* [TRY IT]:
Scan the records for the word "enriched". Report each line where it occurs.
START DATASET RECORDS
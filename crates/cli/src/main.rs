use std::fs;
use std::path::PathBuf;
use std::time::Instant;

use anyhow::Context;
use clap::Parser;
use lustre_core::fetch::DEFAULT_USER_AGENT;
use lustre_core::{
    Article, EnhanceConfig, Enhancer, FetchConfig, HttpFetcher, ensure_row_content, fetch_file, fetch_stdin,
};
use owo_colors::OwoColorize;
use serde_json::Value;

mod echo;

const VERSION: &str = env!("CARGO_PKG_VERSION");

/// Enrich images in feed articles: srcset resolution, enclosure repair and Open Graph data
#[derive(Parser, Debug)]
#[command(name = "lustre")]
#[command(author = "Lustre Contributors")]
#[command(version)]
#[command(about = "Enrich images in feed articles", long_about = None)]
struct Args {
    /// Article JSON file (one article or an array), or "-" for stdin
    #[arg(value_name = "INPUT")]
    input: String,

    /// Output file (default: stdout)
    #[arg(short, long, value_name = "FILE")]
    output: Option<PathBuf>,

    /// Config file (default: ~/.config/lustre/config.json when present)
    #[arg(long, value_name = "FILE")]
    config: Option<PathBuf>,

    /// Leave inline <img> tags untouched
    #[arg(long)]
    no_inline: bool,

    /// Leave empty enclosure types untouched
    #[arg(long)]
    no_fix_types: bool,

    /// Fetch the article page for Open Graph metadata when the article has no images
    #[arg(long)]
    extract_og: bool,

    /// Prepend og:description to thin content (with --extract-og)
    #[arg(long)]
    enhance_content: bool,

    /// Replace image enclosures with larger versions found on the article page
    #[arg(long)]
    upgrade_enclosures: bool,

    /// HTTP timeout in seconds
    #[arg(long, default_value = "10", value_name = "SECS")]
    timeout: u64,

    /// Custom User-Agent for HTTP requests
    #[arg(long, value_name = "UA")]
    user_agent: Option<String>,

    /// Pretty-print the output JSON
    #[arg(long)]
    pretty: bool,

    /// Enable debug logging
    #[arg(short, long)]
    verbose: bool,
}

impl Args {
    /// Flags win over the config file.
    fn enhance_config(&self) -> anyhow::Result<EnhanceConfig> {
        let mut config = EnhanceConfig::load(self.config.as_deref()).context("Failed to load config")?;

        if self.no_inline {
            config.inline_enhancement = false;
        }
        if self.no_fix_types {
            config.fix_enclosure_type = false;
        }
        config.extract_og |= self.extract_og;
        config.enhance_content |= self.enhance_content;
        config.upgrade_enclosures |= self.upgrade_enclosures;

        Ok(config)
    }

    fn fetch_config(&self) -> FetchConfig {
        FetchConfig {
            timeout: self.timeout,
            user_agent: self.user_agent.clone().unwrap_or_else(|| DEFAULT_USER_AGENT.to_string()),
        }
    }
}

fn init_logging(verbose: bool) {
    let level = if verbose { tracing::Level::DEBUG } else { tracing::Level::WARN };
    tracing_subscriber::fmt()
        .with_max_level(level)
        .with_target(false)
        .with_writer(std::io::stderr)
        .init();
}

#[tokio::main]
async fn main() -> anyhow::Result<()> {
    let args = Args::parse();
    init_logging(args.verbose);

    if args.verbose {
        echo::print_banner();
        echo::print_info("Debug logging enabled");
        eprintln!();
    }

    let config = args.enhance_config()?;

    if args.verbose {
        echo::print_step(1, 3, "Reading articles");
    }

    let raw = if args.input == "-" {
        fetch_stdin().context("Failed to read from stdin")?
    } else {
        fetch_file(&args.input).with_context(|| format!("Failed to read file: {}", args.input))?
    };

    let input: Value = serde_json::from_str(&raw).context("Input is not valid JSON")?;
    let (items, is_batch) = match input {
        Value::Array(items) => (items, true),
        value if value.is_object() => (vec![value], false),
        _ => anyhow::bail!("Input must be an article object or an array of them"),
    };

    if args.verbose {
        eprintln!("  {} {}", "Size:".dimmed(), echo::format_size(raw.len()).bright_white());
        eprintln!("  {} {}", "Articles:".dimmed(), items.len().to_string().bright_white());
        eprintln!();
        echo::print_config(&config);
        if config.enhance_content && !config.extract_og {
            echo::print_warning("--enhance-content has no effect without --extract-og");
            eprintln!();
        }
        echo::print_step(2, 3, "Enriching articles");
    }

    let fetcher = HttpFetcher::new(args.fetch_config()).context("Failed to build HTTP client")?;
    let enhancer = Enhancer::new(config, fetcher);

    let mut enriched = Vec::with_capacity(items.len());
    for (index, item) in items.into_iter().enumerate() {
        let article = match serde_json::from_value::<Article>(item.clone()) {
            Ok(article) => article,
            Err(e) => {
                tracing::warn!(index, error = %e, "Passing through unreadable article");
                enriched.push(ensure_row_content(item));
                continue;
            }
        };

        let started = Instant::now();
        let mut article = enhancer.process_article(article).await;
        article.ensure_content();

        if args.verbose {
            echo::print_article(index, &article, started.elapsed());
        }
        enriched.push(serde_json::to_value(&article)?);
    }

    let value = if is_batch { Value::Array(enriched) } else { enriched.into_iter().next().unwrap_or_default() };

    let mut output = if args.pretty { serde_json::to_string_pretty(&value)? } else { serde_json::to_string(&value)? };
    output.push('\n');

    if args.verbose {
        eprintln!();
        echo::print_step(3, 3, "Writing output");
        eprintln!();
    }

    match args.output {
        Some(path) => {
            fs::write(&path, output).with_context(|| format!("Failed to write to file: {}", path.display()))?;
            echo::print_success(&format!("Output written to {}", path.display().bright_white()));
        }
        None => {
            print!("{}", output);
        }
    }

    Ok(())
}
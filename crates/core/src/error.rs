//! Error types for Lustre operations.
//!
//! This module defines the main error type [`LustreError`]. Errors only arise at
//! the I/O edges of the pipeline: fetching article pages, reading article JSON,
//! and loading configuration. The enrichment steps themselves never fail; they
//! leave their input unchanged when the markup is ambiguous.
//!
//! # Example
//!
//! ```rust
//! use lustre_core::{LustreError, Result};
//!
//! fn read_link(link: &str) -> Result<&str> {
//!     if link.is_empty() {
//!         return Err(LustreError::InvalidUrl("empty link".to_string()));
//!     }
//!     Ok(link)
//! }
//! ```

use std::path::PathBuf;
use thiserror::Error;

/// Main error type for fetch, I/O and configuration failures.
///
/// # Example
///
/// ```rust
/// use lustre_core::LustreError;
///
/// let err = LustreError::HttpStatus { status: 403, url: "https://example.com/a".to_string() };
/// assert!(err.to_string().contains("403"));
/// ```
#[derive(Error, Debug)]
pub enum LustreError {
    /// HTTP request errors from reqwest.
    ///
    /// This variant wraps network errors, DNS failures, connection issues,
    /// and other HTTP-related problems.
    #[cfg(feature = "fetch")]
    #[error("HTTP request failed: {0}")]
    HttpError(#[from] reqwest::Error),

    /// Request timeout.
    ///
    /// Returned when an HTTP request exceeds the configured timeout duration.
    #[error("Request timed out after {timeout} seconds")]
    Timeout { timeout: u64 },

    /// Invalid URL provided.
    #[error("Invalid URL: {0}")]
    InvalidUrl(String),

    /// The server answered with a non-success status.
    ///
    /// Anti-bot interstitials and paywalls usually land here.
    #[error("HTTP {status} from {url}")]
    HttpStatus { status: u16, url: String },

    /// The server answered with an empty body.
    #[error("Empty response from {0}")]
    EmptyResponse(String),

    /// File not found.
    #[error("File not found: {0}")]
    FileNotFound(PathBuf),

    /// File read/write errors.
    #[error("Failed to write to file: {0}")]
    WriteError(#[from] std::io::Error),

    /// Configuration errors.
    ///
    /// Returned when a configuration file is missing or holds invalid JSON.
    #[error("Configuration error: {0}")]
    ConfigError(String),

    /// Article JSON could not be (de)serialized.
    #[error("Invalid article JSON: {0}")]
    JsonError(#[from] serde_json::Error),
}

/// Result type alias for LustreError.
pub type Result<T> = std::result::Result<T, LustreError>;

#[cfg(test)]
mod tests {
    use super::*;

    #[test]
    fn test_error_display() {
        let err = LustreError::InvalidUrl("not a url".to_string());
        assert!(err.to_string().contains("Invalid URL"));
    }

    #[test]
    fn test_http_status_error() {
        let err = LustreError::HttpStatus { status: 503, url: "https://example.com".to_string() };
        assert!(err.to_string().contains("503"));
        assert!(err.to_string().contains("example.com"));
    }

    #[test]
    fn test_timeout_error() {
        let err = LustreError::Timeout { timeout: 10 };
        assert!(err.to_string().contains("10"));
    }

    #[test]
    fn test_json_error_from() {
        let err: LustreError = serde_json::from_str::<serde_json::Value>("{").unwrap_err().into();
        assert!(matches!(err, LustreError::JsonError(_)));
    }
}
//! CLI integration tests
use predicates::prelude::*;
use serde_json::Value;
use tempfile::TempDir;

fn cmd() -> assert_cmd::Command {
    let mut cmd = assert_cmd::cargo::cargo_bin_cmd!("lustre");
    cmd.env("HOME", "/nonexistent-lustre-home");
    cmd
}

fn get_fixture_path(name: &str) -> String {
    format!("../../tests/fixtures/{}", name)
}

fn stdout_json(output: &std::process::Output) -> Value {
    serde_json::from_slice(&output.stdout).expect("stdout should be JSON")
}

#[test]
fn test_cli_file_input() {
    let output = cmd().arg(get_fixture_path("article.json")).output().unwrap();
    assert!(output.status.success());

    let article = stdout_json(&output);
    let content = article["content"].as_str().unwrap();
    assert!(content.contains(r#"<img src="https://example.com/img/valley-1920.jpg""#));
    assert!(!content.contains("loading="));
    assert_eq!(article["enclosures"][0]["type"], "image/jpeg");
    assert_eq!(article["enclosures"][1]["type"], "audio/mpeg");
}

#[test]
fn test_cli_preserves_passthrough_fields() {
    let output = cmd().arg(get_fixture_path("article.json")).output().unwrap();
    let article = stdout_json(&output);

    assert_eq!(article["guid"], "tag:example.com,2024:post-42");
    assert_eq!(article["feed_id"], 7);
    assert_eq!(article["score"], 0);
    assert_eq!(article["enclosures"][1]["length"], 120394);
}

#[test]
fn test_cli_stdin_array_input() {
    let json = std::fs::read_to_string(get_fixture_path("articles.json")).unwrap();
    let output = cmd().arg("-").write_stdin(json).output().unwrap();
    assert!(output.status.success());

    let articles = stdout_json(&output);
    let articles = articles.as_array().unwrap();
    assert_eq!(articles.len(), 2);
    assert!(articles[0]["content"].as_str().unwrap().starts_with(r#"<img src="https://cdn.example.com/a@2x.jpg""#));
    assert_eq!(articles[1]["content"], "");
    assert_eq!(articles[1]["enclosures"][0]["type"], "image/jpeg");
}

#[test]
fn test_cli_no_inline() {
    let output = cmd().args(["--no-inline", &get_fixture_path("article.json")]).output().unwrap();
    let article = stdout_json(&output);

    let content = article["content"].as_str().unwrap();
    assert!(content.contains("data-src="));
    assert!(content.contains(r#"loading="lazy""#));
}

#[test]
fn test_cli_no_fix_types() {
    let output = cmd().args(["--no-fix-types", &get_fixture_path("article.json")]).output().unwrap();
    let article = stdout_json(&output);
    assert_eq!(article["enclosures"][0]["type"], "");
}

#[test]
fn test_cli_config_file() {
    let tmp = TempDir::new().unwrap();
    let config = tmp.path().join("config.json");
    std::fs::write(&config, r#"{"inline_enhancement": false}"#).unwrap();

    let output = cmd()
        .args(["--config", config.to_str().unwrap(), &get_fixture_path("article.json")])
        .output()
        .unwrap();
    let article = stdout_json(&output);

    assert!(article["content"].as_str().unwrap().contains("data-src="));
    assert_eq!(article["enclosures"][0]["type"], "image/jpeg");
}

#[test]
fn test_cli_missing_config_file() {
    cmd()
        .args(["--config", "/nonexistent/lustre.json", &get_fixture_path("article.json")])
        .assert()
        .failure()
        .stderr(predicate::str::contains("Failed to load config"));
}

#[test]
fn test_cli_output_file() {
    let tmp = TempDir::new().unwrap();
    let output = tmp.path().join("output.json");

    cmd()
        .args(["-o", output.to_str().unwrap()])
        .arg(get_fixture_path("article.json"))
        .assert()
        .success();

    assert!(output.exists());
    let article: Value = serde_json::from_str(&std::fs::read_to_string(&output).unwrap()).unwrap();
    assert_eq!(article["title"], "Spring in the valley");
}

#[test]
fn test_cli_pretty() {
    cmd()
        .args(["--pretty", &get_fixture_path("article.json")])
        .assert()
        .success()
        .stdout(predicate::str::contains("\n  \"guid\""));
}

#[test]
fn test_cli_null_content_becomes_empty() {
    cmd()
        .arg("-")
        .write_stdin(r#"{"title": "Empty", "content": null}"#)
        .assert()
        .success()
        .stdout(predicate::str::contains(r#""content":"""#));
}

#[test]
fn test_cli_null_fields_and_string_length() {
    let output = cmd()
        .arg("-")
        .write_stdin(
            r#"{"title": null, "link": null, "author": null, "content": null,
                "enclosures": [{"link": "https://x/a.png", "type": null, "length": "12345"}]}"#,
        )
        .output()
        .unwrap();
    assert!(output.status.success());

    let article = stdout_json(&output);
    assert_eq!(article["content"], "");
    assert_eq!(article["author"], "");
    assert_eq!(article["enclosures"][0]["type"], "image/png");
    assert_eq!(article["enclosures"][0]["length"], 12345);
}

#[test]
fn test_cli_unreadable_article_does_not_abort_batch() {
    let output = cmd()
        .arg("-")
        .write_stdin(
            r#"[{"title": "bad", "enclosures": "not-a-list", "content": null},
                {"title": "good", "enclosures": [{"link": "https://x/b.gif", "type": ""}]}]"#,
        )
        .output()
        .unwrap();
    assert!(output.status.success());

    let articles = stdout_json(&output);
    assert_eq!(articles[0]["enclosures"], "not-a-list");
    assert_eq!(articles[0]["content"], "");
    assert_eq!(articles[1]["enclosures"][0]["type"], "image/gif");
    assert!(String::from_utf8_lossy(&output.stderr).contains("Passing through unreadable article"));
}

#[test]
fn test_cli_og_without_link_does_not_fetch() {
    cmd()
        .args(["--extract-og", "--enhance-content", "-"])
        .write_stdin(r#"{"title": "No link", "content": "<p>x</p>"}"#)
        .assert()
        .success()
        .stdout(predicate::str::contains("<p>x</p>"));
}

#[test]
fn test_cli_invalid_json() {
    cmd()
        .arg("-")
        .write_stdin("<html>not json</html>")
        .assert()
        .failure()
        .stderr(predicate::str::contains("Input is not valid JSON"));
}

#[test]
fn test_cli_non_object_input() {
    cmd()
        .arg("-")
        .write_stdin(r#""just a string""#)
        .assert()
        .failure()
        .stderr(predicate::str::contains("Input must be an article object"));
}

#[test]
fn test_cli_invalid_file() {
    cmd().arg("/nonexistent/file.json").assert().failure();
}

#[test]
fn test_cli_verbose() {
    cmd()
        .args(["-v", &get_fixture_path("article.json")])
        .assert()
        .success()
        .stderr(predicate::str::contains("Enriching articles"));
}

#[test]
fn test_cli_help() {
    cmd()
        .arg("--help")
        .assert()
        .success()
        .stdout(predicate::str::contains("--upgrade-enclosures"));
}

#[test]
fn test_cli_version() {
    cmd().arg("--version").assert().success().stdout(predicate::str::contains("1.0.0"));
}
END DATASET RECORDS
* [TASK SOLUTION]:
    let mut enriched = Vec::with_capacity(items.len());
                enriched.push(ensure_row_content(item));
        enriched.push(serde_json::to_value(&article)?);
    let value = if is_batch { Value::Array(enriched) } else { enriched.into_iter().next().unwrap_or_default() };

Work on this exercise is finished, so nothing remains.